But what makes this trio so riveting is that the music swings, rocks, sizzles, simmers—and I don’t understand idea how the contraption holds together; I can only marvel at the feat, sit back, and take it in.
Lovano blows the tenor sax with a warm, husky tone, sometimes as a bop balladeer, sometimes in Coltrane sheets of sound. (Lovano is shaping up to be the heir to Sonny Rollins.) Frisell plucks his twangy electric guitar, occasionally strums slightly off-centered chords, more often carves out single-line counterpoint or beams atmospheric warbling. Motian (who’s 78 but could pass for 60 and sounds younger still) klook-a-mops and shimmer-shammers the drumkit, constantly shifting rhythm and tempo; his lines seem to have almost no connection to what the other players are doing, yet the more you listen, the more you realize that he’s weaving the web that makes the sounds whole.

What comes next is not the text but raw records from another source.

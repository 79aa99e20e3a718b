//! View transform and coordinate conversion between screen, viewport and world space.
//!
//! Screen space is raw pointer coordinates on the host surface. Viewport space
//! is relative to the canvas' top-left corner. World space is the unbounded
//! plane items live on, related to viewport space by a [`ViewTransform`].

use kurbo::{Affine, Point, Size, Vec2};
use serde::Serialize;
use thiserror::Error;

/// View transform errors.
#[derive(Debug, Clone, PartialEq, Error)]
pub enum ViewError {
    #[error("Scale must be finite and positive, got {0}")]
    InvalidScale(f64),
    #[error("Translation must be finite, got ({0}, {1})")]
    InvalidTranslate(f64, f64),
    #[error("Zoom step must be finite and greater than 1, got {0}")]
    InvalidZoomStep(f64),
    #[error("Invalid zoom limits: min {min}, max {max}")]
    InvalidZoomLimits { min: f64, max: f64 },
}

/// Uniform scale plus translation mapping world space onto viewport space.
///
/// `scale` is always finite and strictly positive. Only the viewport
/// controller mutates a transform once it is owned by the engine.
#[derive(Debug, Clone, Copy, PartialEq, Serialize)]
pub struct ViewTransform {
    scale: f64,
    translate: Vec2,
}

impl Default for ViewTransform {
    fn default() -> Self {
        Self::IDENTITY
    }
}

impl ViewTransform {
    /// Scale 1, no translation.
    pub const IDENTITY: Self = Self {
        scale: 1.0,
        translate: Vec2::ZERO,
    };

    /// Create a transform, rejecting a non-positive or non-finite scale.
    pub fn new(scale: f64, translate: Vec2) -> Result<Self, ViewError> {
        if !scale.is_finite() || scale <= 0.0 {
            return Err(ViewError::InvalidScale(scale));
        }
        if !translate.is_finite() {
            return Err(ViewError::InvalidTranslate(translate.x, translate.y));
        }
        Ok(Self { scale, translate })
    }

    /// Identity scale with world `(0, 0)` at the center of a viewport of `size`.
    pub fn centered(size: Size) -> Self {
        Self {
            scale: 1.0,
            translate: Vec2::new(size.width / 2.0, size.height / 2.0),
        }
    }

    /// Current zoom factor.
    pub fn scale(&self) -> f64 {
        self.scale
    }

    /// Current translation in viewport pixels.
    pub fn translate(&self) -> Vec2 {
        self.translate
    }

    pub(crate) fn set(&mut self, scale: f64, translate: Vec2) {
        debug_assert!(scale > 0.0);
        self.scale = scale;
        self.translate = translate;
    }

    pub(crate) fn offset_by(&mut self, delta: Vec2) {
        self.translate += delta;
    }

    /// World to viewport transform, for renderers that draw in world units.
    pub fn to_affine(&self) -> Affine {
        Affine::translate(self.translate) * Affine::scale(self.scale)
    }

    /// Viewport to world transform.
    pub fn to_inverse_affine(&self) -> Affine {
        Affine::scale(1.0 / self.scale) * Affine::translate(-self.translate)
    }
}

/// Convert a viewport-space point to world space: `(p - translate) / scale`.
pub fn world_from_screen(view: &ViewTransform, point: Point) -> Point {
    ((point.to_vec2() - view.translate) / view.scale).to_point()
}

/// Convert a world-space point to viewport space: `w * scale + translate`.
pub fn screen_from_world(view: &ViewTransform, point: Point) -> Point {
    (point.to_vec2() * view.scale + view.translate).to_point()
}

/// Convert a raw screen point into viewport space given where the canvas sits.
pub fn viewport_from_screen(viewport_origin: Point, point: Point) -> Point {
    (point - viewport_origin).to_point()
}

/// Inverse of [`viewport_from_screen`].
pub fn screen_from_viewport(viewport_origin: Point, point: Point) -> Point {
    point + viewport_origin.to_vec2()
}
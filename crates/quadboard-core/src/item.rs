//! Items placed on the canvas and the partial updates applied to them.

use crate::quadrant::Quadrant;
use kurbo::Point;
use serde::{Deserialize, Serialize};
use std::fmt;
use uuid::Uuid;

/// Opaque unique identifier for an item.
#[derive(Debug, Clone, PartialEq, Eq, Hash, PartialOrd, Ord, Serialize, Deserialize)]
#[serde(transparent)]
pub struct ItemId(String);

impl ItemId {
    /// Wrap a caller-supplied identifier.
    pub fn new(id: impl Into<String>) -> Self {
        Self(id.into())
    }

    /// Generate a fresh random identifier.
    pub fn generate() -> Self {
        Self(Uuid::new_v4().simple().to_string())
    }

    /// The identifier as a string slice.
    pub fn as_str(&self) -> &str {
        &self.0
    }
}

impl fmt::Display for ItemId {
    fn fmt(&self, f: &mut fmt::Formatter<'_>) -> fmt::Result {
        f.write_str(&self.0)
    }
}

impl From<&str> for ItemId {
    fn from(id: &str) -> Self {
        Self::new(id)
    }
}

impl From<String> for ItemId {
    fn from(id: String) -> Self {
        Self(id)
    }
}

/// Caller-defined fields carried by every item, with their own partial update type.
///
/// `()` is the extension for items that only need the base fields.
pub trait Extension: Clone + fmt::Debug + PartialEq {
    /// Partial form of the extension merged by update commands.
    type Patch: Clone + fmt::Debug;

    /// Merge a partial update into these fields.
    fn merge(&mut self, patch: &Self::Patch);
}

impl Extension for () {
    type Patch = ();

    fn merge(&mut self, _patch: &Self::Patch) {}
}

/// A value placed on the canvas at a world-space position.
///
/// Serializes as one flat record: the caller's fields sit next to
/// `id`, `x`, `y` and `label`.
#[derive(Debug, Clone, PartialEq, Serialize, Deserialize)]
pub struct Item<E = ()> {
    id: ItemId,
    /// World-space x.
    pub x: f64,
    /// World-space y (grows downward, like the viewport).
    pub y: f64,
    pub label: String,
    /// Caller-defined fields.
    #[serde(flatten)]
    pub extra: E,
}

impl Item<()> {
    /// Create an item with no extra fields.
    pub fn new(id: impl Into<ItemId>, x: f64, y: f64, label: impl Into<String>) -> Self {
        Self::with_extra(id, x, y, label, ())
    }
}

impl<E> Item<E> {
    /// Create an item carrying caller-defined fields.
    pub fn with_extra(
        id: impl Into<ItemId>,
        x: f64,
        y: f64,
        label: impl Into<String>,
        extra: E,
    ) -> Self {
        Self {
            id: id.into(),
            x,
            y,
            label: label.into(),
            extra,
        }
    }

    /// Identifier, fixed for the item's lifetime.
    pub fn id(&self) -> &ItemId {
        &self.id
    }

    /// World-space position.
    pub fn position(&self) -> Point {
        Point::new(self.x, self.y)
    }

    /// Quadrant the item sits in, or `None` when it lies on an axis.
    pub fn quadrant(&self) -> Option<Quadrant> {
        Quadrant::of(self.position())
    }
}

/// Partial update merged into an existing item. The id can never be patched.
#[derive(Debug, Clone)]
pub struct ItemPatch<E: Extension = ()> {
    pub x: Option<f64>,
    pub y: Option<f64>,
    pub label: Option<String>,
    pub extra: Option<E::Patch>,
}

impl<E: Extension> Default for ItemPatch<E> {
    fn default() -> Self {
        Self {
            x: None,
            y: None,
            label: None,
            extra: None,
        }
    }
}

impl<E: Extension> ItemPatch<E> {
    /// A patch that changes nothing.
    pub fn new() -> Self {
        Self::default()
    }

    /// Move the item to a world-space position.
    pub fn at(mut self, position: Point) -> Self {
        self.x = Some(position.x);
        self.y = Some(position.y);
        self
    }

    /// Replace the label.
    pub fn label(mut self, label: impl Into<String>) -> Self {
        self.label = Some(label.into());
        self
    }

    /// Merge a partial update into the caller-defined fields.
    pub fn extra(mut self, patch: E::Patch) -> Self {
        self.extra = Some(patch);
        self
    }

    /// Check if the patch changes nothing.
    pub fn is_empty(&self) -> bool {
        self.x.is_none() && self.y.is_none() && self.label.is_none() && self.extra.is_none()
    }

    /// Merge the set fields into `item`.
    pub fn apply_to(&self, item: &mut Item<E>) {
        if let Some(x) = self.x {
            item.x = x;
        }
        if let Some(y) = self.y {
            item.y = y;
        }
        if let Some(label) = &self.label {
            item.label.clone_from(label);
        }
        if let Some(extra) = &self.extra {
            item.extra.merge(extra);
        }
    }
}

I’ve heard Motian many times, with many bands, over the years; he pulls this rabbit out of a hat nearly every time; and I don’t see how he does it. I once asked Frank Kimbrough, an excellent pianist who’s played with him a few times, what Motian is doing. Kimbrough, who’s normally eloquent on such matters, replied, “I don’t know, man, it’s magic.”
For those unable to make the Vanguard sets, immerse yourself in Time and Time Again, the trio’s enchanting 2007 album on ECM. Also check out Lovano’s new albums, Folk Art and (as a sideman to Steve Kuhn) Mostly Coltrane (on Blue Note and ECM respectively), and Frisell’s duet masterpiece with Jim Hall, Hemispheres (on Artistshare), all of which I’ve written about in this space.

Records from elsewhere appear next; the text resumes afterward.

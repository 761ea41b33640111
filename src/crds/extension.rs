//! `Extension` custom resource and its provider config payload.

use kube::CustomResource;
use schemars::JsonSchema;
use serde::{Deserialize, Serialize};

/// Extension type handled by this operator.
pub const EXTENSION_TYPE: &str = "fits-auth";

/// `Extension` resource requesting a provider extension for one managed
/// cluster; one lives in each cluster's control-plane namespace.
#[derive(CustomResource, Deserialize, Serialize, Clone, Debug, JsonSchema)]
#[kube(
    group = "extensions.gardener.cloud",
    version = "v1alpha1",
    kind = "Extension",
    namespaced
)]
#[kube(status = "ExtensionStatus")]
#[kube(printcolumn = r#"{"name":"Type","type":"string","jsonPath":".spec.type"}"#)]
#[kube(printcolumn = r#"{"name":"Age","type":"date","jsonPath":".metadata.creationTimestamp"}"#)]
pub struct ExtensionSpec {
    /// Extension type discriminator; this operator only acts on "fits-auth"
    #[serde(rename = "type")]
    pub extension_type: String,

    /// Raw provider-specific configuration, decoded into [`AuthnConfig`]
    #[serde(
        default,
        rename = "providerConfig",
        skip_serializing_if = "Option::is_none"
    )]
    pub provider_config: Option<serde_json::Value>,
}

/// Status reported back on the `Extension` resource
#[derive(Deserialize, Serialize, Clone, Debug, Default, JsonSchema)]
pub struct ExtensionStatus {
    /// Human-readable description of the last reconciliation error, if any
    #[serde(default, rename = "lastError", skip_serializing_if = "Option::is_none")]
    pub last_error: Option<String>,

    /// Generation observed by the last successful reconciliation
    #[serde(
        default,
        rename = "observedGeneration",
        skip_serializing_if = "Option::is_none"
    )]
    pub observed_generation: Option<i64>,
}

/// Provider config carried in `Extension.spec.providerConfig`.
///
/// Opaque to the actuator beyond pass-through as environment values for the
/// webhook deployment.
#[derive(Deserialize, Serialize, Clone, Debug, Default, PartialEq, Eq)]
#[serde(deny_unknown_fields)]
pub struct AuthnConfig {
    #[serde(default, rename = "apiVersion", skip_serializing_if = "Option::is_none")]
    pub api_version: Option<String>,

    #[serde(default, skip_serializing_if = "Option::is_none")]
    pub kind: Option<String>,

    /// OIDC issuer the webhook validates tokens against
    #[serde(default)]
    pub issuer: String,

    /// OIDC client id
    #[serde(default, rename = "clientID")]
    pub client_id: String,
}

Frisell also has a brand new CD, Disfarmer (on Nonesuch), a quartet album—with fellow guitarist Greg Leisz, violinist Jenny Scheinman, and bassist Viktor Krauss—featuring original tunes inspired by the haunting pictures of rural Americans taken in the 1930s and ‘40s by the photographer known as Disfarmer. The music is more folk and country than jazz; it’s as evocative in its way as Erik Friedlander’s Block Ice & Propane another hybrid, inspired by memories of going on summertime family car rides across the country with his father, the photographer Lee Friedlander. And that's saying a great deal.